A VE analysis looks at each step of a process, or part of a project, and questions its value and usefulness. If the value isn’t there, it’s eliminated. Lewis called it “function-inspired change.”
By analyzing the most basic functions, “you can find opportunities to create change, or find an alternate way to do something,” said Lewis, who has worked alongside OFPP since 1997 on VE.
But she also emphasized VE’s main intent. “This is not meant to be a cost-cutting measure,” she said. “It’s about performance enhancement and meeting the customer’s needs.”
VE has been a huge success in industry since World War II. Departments have had successes too. The Defense Department saved a cumulative $10 billion in fiscal 2011 and 2012. The Federal Highway Administration reported savings of roughly $1 billion to $2 billion in fiscal 2010 and 2012 on construction projects.

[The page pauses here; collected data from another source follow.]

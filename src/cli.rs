//! CLI argument parsing

use clap::{Parser, Subcommand};
use std::path::PathBuf;

/// Parse a string as a hex or decimal u32
fn parse_hex_u32(s: &str) -> Result<u32, String> {
    if let Some(hex) = s.strip_prefix("0x").or_else(|| s.strip_prefix("0X")) {
        u32::from_str_radix(hex, 16).map_err(|e| format!("Invalid hex value: {}", e))
    } else {
        s.parse::<u32>().map_err(|e| format!("Invalid number: {}", e))
    }
}

#[derive(Parser)]
#[command(name = "fpgaflash")]
#[command(author, version, about = "SPI flash programmer for FPGA boards behind a serial bridge", long_about = None)]
pub struct Cli {
    /// Verbosity level (-v, -vv, -vvv)
    #[arg(short, long, action = clap::ArgAction::Count, global = true)]
    pub verbose: u8,

    #[command(subcommand)]
    pub command: Commands,
}

/// Bridge connection options shared across commands
#[derive(clap::Args, Debug, Clone)]
pub struct DeviceArgs {
    /// Serial device of the bridge (e.g. /dev/ttyUSB0), or "dummy" for the
    /// in-memory board emulator
    #[arg(short, long)]
    pub port: String,

    /// Baud rate of the serial link
    #[arg(short, long, default_value_t = 38400)]
    pub baud: u32,
}

#[derive(Subcommand)]
pub enum Commands {
    /// Check that the expected flash chip answers
    Probe {
        #[command(flatten)]
        device: DeviceArgs,
    },

    /// Read flash contents to a file
    Read {
        #[command(flatten)]
        device: DeviceArgs,

        /// Output file path
        #[arg(short, long)]
        output: PathBuf,

        /// Start address (hex or decimal)
        #[arg(long, value_parser = parse_hex_u32, default_value = "0")]
        start: u32,

        /// Number of bytes to read (hex or decimal)
        #[arg(short, long, value_parser = parse_hex_u32)]
        length: u32,
    },

    /// Program a BIN image into flash and bring the FPGA up on it
    Write {
        #[command(flatten)]
        device: DeviceArgs,

        /// Input BIN file path
        #[arg(short, long)]
        input: PathBuf,

        /// Read each programmed page back and report mismatches
        #[arg(long)]
        verify: bool,

        /// Treat a verify mismatch as fatal instead of a warning
        #[arg(long, requires = "verify")]
        verify_fatal: bool,

        /// Program byte-at-a-time instead of with bulk page frames (slow,
        /// for debugging the bridge)
        #[arg(long)]
        byte_wise: bool,

        /// Hand the serial line to the FPGA design after programming
        #[arg(long)]
        passthrough: bool,
    },
}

“Despite the demonstrated ability of VE to facilitate more fiscally responsible management and smarter buying, and its continued popularity in the private sector, federal agency use of VE has waned in recent years,” Jordan wrote.
Lewis said officials have let it lapse because the circular has not been updated for so long. They’ve also been awaiting OFPP’s final revisions. Other agencies have simply failed to employ VE. Confusion has played its role too.
In an austere economy, VE will become more important, especially with OMB’s emphasis and interest in updating the circular, Burton said.
“VE sounds deadly boring, but it’s really interesting when you look at how effective it is,” he said. “You sit down and ask, how can we do it better and cheaper, or even ask, do we need to do it at all.”